English
Published: 2017-11-07 15:15:50 CET
Nasdaq Commodities
Exchange and Clearing Information

no 61/17 Summary of amendments to Nasdaq Clearing AB’s Default Fund Rules

This summary includes information about amendments made in respect of Nasdaq Clearing AB’s (“Nasdaq Clearing”) Default Fund Rules, which are part of the Nasdaq Commodity Clearing Rules (the “Clearing Rules”). Defined terms have the meaning set out in the Clearing Rules.

In the current waterfall structure, Nasdaq Clearing funds two capital tranches, the Junior Capital (which is a requirement under EMIR) and the Senior Capital (which is not an explicit requirement under EMIR – the funds could either be provided by the Clearinghouse or the clearing participants).

Clearing participants are funding two of the capital tranches, the default fund for respective Clearing Service, and the Mutual Default Fund.

The size of the Junior Capital is set as a function of Nasdaq Clearing’s regulatory capital for non-default losses (i.e. EMIR Article 16 Capital).

The size of the default fund(s) is set at a level equal to the largest of the Top 1 exposure and the sum of Top 2 and Top 3 (i.e. the stressed market value of these exposures less the posted margin). The Mutual Default Fund is set at 15 per cent of what clearing participants contribute to each default fund. The different tranches of the waterfall are updated on a quarterly basis or more frequently if it is required.

Nasdaq Clearing must ensure that the sum of all available financial resources is sufficient to cover the sum of Top 1 and Top 2 exposures.
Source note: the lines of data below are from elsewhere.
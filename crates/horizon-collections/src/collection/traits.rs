//! Capability traits implemented by collection views.
//!
//! Hosts that only need to read, edit or page a view can depend on the
//! narrowest trait instead of the concrete [`CollectionView`].

use std::sync::Arc;

use crate::collection::group::{CollectionViewGroup, SharedGroupDescription};
use crate::collection::sort::SortDescription;
use crate::collection::view::CollectionView;
use crate::error::Result;
use crate::observable::ObservableArray;
use crate::record::{Record, SharedItem};

/// A filtered, sorted, grouped view with a current-item cursor.
pub trait ItemCollectionView<R: Record>: Send + Sync {
    /// Items in the current page, in display order.
    fn items(&self) -> Vec<SharedItem<R>>;

    /// Top-level groups of the current page.
    fn groups(&self) -> Vec<Arc<CollectionViewGroup<R>>>;

    /// Top-level groups of the whole view, ignoring paging.
    fn full_groups(&self) -> Vec<Arc<CollectionViewGroup<R>>> {
        self.groups()
    }

    /// The item under the cursor.
    fn current_item(&self) -> Option<SharedItem<R>>;

    /// Cursor position in the current page.
    fn current_position(&self) -> Option<usize>;

    /// Move the cursor to `item`. Returns false if it is not in the view.
    fn move_current_to(&self, item: &SharedItem<R>) -> bool;

    /// Move the cursor to `position`; `None` is only reachable on an empty page.
    ///
    /// Returns whether the cursor ended up at the requested position.
    fn move_current_to_position(&self, position: Option<usize>) -> bool;

    /// Move the cursor to the first item.
    fn move_current_to_first(&self) -> bool {
        self.move_current_to_position(Some(0))
    }

    /// Move the cursor to the last item.
    fn move_current_to_last(&self) -> bool {
        self.move_current_to_position(self.items().len().checked_sub(1))
    }

    /// Move forward one item.
    fn move_current_to_next(&self) -> bool {
        self.move_current_to_position(Some(self.current_position().map_or(0, |i| i + 1)))
    }

    /// Move back one item; at the first item the cursor stays put.
    fn move_current_to_previous(&self) -> bool {
        match self.current_position() {
            Some(i) if i > 0 => self.move_current_to_position(Some(i - 1)),
            _ => false,
        }
    }

    /// Rebuild the view from its source.
    fn refresh(&self);

    /// Whether the filter is applied.
    fn can_filter(&self) -> bool;

    /// Whether the group descriptions are applied.
    fn can_group(&self) -> bool;

    /// Whether the sort descriptions are applied.
    fn can_sort(&self) -> bool;

    /// Sort keys applied in order.
    fn sort_descriptions(&self) -> &ObservableArray<SortDescription>;

    /// Grouping levels, outermost first.
    fn group_descriptions(&self) -> &ObservableArray<SharedGroupDescription<R>>;
}

/// A view that supports add/edit transactions and removal.
pub trait EditableItemCollectionView<R: Record>: ItemCollectionView<R> {
    /// Whether `add_new` is allowed.
    fn can_add_new(&self) -> bool;

    /// Whether `cancel_edit` is allowed.
    fn can_cancel_edit(&self) -> bool;

    /// Whether items may be removed.
    fn can_remove(&self) -> bool;

    /// Whether an add transaction is pending.
    fn is_adding_new(&self) -> bool;

    /// Whether an edit transaction is pending.
    fn is_editing_item(&self) -> bool;

    /// The item of the pending add transaction.
    fn current_add_item(&self) -> Option<SharedItem<R>>;

    /// The item of the pending edit transaction.
    fn current_edit_item(&self) -> Option<SharedItem<R>>;

    /// Create a new item, append it to the source and make it current.
    fn add_new(&self) -> Result<SharedItem<R>>;

    /// Keep the pending new item.
    fn commit_new(&self);

    /// Drop the pending new item.
    fn cancel_new(&self) -> Result<()>;

    /// Begin editing `item`. Returns whether an edit of `item` is open.
    fn edit_item(&self, item: &SharedItem<R>) -> bool;

    /// Keep the pending edit.
    fn commit_edit(&self);

    /// Roll the pending edit back to its snapshot.
    fn cancel_edit(&self) -> Result<()>;

    /// Remove `item` from the source. Returns whether it was found.
    fn remove(&self, item: &SharedItem<R>) -> Result<bool>;

    /// Remove the item at `index` in the current page.
    fn remove_at(&self, index: usize) -> Result<bool>;
}

/// A view that splits its items into pages.
pub trait PagedItemCollectionView<R: Record>: ItemCollectionView<R> {
    /// Whether the page may change.
    fn can_change_page(&self) -> bool;

    /// Items per page; 0 disables paging.
    fn page_size(&self) -> usize;

    /// Set the page size; 0 disables paging.
    fn set_page_size(&self, size: usize);

    /// Index of the current page.
    fn page_index(&self) -> usize;

    /// Number of pages, at least 1.
    fn page_count(&self) -> usize;

    /// Items in the whole view, across all pages.
    fn total_item_count(&self) -> usize;

    /// Move to page `index`. Returns whether the view ended up there.
    fn move_to_page(&self, index: usize) -> bool;

    /// Move to the first page.
    fn move_to_first_page(&self) -> bool {
        self.move_to_page(0)
    }

    /// Move to the last page.
    fn move_to_last_page(&self) -> bool {
        self.move_to_page(self.page_count().saturating_sub(1))
    }

    /// Move to the following page.
    fn move_to_next_page(&self) -> bool {
        self.move_to_page(self.page_index() + 1)
    }

    /// Move to the preceding page.
    fn move_to_previous_page(&self) -> bool {
        match self.page_index().checked_sub(1) {
            Some(index) => self.move_to_page(index),
            None => false,
        }
    }
}

impl<R: Record> ItemCollectionView<R> for CollectionView<R> {
    fn items(&self) -> Vec<SharedItem<R>> {
        CollectionView::items(self)
    }

    fn groups(&self) -> Vec<Arc<CollectionViewGroup<R>>> {
        CollectionView::groups(self)
    }

    fn full_groups(&self) -> Vec<Arc<CollectionViewGroup<R>>> {
        CollectionView::full_groups(self)
    }

    fn current_item(&self) -> Option<SharedItem<R>> {
        CollectionView::current_item(self)
    }

    fn current_position(&self) -> Option<usize> {
        CollectionView::current_position(self)
    }

    fn move_current_to(&self, item: &SharedItem<R>) -> bool {
        CollectionView::move_current_to(self, item)
    }

    fn move_current_to_position(&self, position: Option<usize>) -> bool {
        CollectionView::move_current_to_position(self, position)
    }

    fn refresh(&self) {
        CollectionView::refresh(self)
    }

    fn can_filter(&self) -> bool {
        CollectionView::can_filter(self)
    }

    fn can_group(&self) -> bool {
        CollectionView::can_group(self)
    }

    fn can_sort(&self) -> bool {
        CollectionView::can_sort(self)
    }

    fn sort_descriptions(&self) -> &ObservableArray<SortDescription> {
        CollectionView::sort_descriptions(self)
    }

    fn group_descriptions(&self) -> &ObservableArray<SharedGroupDescription<R>> {
        CollectionView::group_descriptions(self)
    }
}

impl<R: Record + Default> EditableItemCollectionView<R> for CollectionView<R> {
    fn can_add_new(&self) -> bool {
        CollectionView::can_add_new(self)
    }

    fn can_cancel_edit(&self) -> bool {
        CollectionView::can_cancel_edit(self)
    }

    fn can_remove(&self) -> bool {
        CollectionView::can_remove(self)
    }

    fn is_adding_new(&self) -> bool {
        CollectionView::is_adding_new(self)
    }

    fn is_editing_item(&self) -> bool {
        CollectionView::is_editing_item(self)
    }

    fn current_add_item(&self) -> Option<SharedItem<R>> {
        CollectionView::current_add_item(self)
    }

    fn current_edit_item(&self) -> Option<SharedItem<R>> {
        CollectionView::current_edit_item(self)
    }

    fn add_new(&self) -> Result<SharedItem<R>> {
        CollectionView::add_new(self)
    }

    fn commit_new(&self) {
        CollectionView::commit_new(self)
    }

    fn cancel_new(&self) -> Result<()> {
        CollectionView::cancel_new(self)
    }

    fn edit_item(&self, item: &SharedItem<R>) -> bool {
        CollectionView::edit_item(self, item)
    }

    fn commit_edit(&self) {
        CollectionView::commit_edit(self)
    }

    fn cancel_edit(&self) -> Result<()> {
        CollectionView::cancel_edit(self)
    }

    fn remove(&self, item: &SharedItem<R>) -> Result<bool> {
        CollectionView::remove(self, item)
    }

    fn remove_at(&self, index: usize) -> Result<bool> {
        CollectionView::remove_at(self, index)
    }
}

impl<R: Record> PagedItemCollectionView<R> for CollectionView<R> {
    fn can_change_page(&self) -> bool {
        CollectionView::can_change_page(self)
    }

    fn page_size(&self) -> usize {
        CollectionView::page_size(self)
    }

    fn set_page_size(&self, size: usize) {
        CollectionView::set_page_size(self, size)
    }

    fn page_index(&self) -> usize {
        CollectionView::page_index(self)
    }

    fn page_count(&self) -> usize {
        CollectionView::page_count(self)
    }

    fn total_item_count(&self) -> usize {
        CollectionView::total_item_count(self)
    }

    fn move_to_page(&self, index: usize) -> bool {
        CollectionView::move_to_page(self, index)
    }
}

#[cfg(test)]
mod tests {
    use super::*;
    use crate::record::DataRecord;

    fn view() -> Arc<CollectionView<DataRecord>> {
        CollectionView::from_items((0..5).map(|n| DataRecord::new().with("n", n)))
    }

    fn walk(view: &dyn ItemCollectionView<DataRecord>) -> Vec<Option<usize>> {
        let mut positions = vec![view.current_position()];
        view.move_current_to_last();
        positions.push(view.current_position());
        view.move_current_to_previous();
        positions.push(view.current_position());
        view.move_current_to_first();
        positions.push(view.current_position());
        view.move_current_to_previous();
        positions.push(view.current_position());
        view.move_current_to_next();
        positions.push(view.current_position());
        positions
    }

    #[test]
    fn test_cursor_defaults_through_trait_object() {
        let view = view();
        assert_eq!(
            walk(&*view),
            vec![Some(0), Some(4), Some(3), Some(0), Some(0), Some(1)]
        );
    }

    #[test]
    fn test_paging_defaults_through_trait_object() {
        let view = view();
        let paged: &dyn PagedItemCollectionView<DataRecord> = &*view;
        paged.set_page_size(2);
        assert_eq!(paged.page_count(), 3);
        assert!(paged.move_to_last_page());
        assert_eq!(paged.page_index(), 2);
        assert!(!paged.move_to_next_page());
        assert!(paged.move_to_previous_page());
        assert_eq!(paged.page_index(), 1);
        assert!(paged.move_to_first_page());
        assert!(!paged.move_to_previous_page());
        assert_eq!(paged.total_item_count(), 5);
    }

    #[test]
    fn test_editable_through_trait_object() {
        let view = view();
        let editable: &dyn EditableItemCollectionView<DataRecord> = &*view;
        let item = editable.add_new().unwrap();
        assert!(editable.is_adding_new());
        editable.commit_new();
        assert!(!editable.is_adding_new());
        assert!(editable.remove(&item).unwrap());
        assert_eq!(editable.items().len(), 5);
    }
}
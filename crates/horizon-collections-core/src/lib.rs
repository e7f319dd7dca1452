//! Core systems for Horizon Collections.
//!
//! This crate provides the foundational pieces shared by the collection
//! engine:
//!
//! - **Events**: Typed, ordered, synchronous publish/subscribe ([`Event`])
//! - **Cancelable arguments**: Veto support for "changing" notifications ([`CancelEventArgs`])
//! - **Logging**: Tracing targets, span names and tree formatting options ([`logging`])
//!
//! # Event Example
//!
//! ```
//! use std::sync::Arc;
//! use std::sync::atomic::{AtomicUsize, Ordering};
//!
//! use horizon_collections_core::{CancelEventArgs, Event};
//!
//! struct Pager;
//!
//! let page_changing = Event::<Pager, CancelEventArgs>::new();
//! let seen = Arc::new(AtomicUsize::new(0));
//!
//! let seen_clone = seen.clone();
//! page_changing.add_handler(move |_, args| {
//!     seen_clone.fetch_add(1, Ordering::SeqCst);
//!     args.cancel();
//! });
//!
//! let args = CancelEventArgs::new();
//! page_changing.raise(&Pager, &args);
//! assert!(args.is_canceled());
//! assert_eq!(seen.load(Ordering::SeqCst), 1);
//! ```

pub mod event;
pub mod logging;

pub use event::{CancelEventArgs, ContextId, Event, EventArgs, HandlerId};
pub use logging::{PerfSpan, TreeFormatOptions, TreeStyle};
This means that the sizing of the Senior Capital tranche is set based on any shortfall between the aggregated Top 1 and Top 2 exposures less the sum of the respective Junior Capital, the respective default fund and the Mutual  Default Fund.  Hence, the size of the Senior Capital will depend on the relative size of the Top 1, Top 2 and Top 3 exposures.[1]

Nasdaq Clearing is quite unique in providing a second capital tranche. Most other European CCPs only provide the Junior Capital tranche.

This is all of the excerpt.